How many lines in the material below include the string "Debug"? Answer with the number only.
○ ○ ○ ○ ○ ○ ○
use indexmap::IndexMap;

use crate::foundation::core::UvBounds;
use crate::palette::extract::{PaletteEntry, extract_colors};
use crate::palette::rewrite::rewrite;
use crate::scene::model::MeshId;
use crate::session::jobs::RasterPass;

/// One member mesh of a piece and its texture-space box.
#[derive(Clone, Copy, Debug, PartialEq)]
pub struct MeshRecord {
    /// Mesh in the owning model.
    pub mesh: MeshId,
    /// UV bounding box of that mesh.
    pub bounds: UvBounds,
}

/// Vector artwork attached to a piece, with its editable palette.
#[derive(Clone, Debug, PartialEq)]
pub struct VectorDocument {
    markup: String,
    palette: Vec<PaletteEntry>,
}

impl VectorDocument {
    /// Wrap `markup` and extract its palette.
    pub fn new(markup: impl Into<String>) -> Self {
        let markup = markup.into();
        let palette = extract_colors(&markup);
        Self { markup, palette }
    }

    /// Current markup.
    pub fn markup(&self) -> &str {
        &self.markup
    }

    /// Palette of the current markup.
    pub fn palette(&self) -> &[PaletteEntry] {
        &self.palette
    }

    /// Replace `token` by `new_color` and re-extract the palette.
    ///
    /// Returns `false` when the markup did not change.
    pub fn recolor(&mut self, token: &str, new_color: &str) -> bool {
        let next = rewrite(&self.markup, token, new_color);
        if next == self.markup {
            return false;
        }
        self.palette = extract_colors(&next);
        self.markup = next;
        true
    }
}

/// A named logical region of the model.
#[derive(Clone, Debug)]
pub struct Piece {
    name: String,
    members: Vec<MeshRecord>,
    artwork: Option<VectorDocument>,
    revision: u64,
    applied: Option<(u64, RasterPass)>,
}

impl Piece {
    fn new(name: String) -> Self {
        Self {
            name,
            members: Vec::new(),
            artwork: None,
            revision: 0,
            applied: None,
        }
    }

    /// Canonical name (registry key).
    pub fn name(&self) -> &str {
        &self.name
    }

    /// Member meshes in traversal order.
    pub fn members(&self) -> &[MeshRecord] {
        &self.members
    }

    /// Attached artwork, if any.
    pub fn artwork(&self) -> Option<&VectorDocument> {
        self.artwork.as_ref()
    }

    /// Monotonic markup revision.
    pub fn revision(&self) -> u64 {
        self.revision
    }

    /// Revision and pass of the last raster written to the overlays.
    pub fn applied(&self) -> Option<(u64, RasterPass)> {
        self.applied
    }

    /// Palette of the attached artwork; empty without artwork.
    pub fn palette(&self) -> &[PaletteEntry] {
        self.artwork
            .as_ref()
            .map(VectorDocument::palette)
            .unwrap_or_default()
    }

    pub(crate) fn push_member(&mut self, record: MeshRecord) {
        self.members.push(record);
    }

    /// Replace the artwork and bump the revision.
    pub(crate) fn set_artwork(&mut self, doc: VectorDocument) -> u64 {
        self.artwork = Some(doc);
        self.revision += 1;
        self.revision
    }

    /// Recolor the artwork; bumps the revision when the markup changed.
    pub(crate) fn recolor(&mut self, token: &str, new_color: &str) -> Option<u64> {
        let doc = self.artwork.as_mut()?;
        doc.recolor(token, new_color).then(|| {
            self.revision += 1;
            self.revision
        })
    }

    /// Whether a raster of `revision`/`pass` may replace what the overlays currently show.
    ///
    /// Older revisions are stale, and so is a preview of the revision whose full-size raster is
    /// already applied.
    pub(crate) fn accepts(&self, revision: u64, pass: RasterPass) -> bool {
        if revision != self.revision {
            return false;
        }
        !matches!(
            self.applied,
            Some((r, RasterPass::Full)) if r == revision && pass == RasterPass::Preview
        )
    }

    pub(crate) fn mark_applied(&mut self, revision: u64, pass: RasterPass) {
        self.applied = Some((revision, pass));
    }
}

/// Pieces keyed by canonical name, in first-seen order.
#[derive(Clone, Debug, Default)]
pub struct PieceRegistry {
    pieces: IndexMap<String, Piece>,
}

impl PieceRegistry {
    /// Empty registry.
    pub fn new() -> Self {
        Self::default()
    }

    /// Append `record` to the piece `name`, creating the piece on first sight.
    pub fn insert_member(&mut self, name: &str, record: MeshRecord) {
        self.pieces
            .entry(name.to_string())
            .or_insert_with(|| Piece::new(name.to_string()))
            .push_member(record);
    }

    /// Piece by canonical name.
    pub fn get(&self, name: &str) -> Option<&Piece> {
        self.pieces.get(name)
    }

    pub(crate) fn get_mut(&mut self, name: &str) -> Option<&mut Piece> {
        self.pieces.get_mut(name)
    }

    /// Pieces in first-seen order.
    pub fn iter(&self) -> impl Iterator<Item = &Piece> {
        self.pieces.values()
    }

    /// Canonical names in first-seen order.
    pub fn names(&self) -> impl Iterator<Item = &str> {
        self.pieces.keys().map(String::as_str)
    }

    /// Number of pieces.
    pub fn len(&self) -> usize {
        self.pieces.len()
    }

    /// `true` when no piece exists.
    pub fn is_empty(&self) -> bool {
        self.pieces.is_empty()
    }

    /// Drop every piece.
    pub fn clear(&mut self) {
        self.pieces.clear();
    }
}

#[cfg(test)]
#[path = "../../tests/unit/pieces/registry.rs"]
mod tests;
○ ○ ○ ○ ○ ○ ○
- [Task answer] 4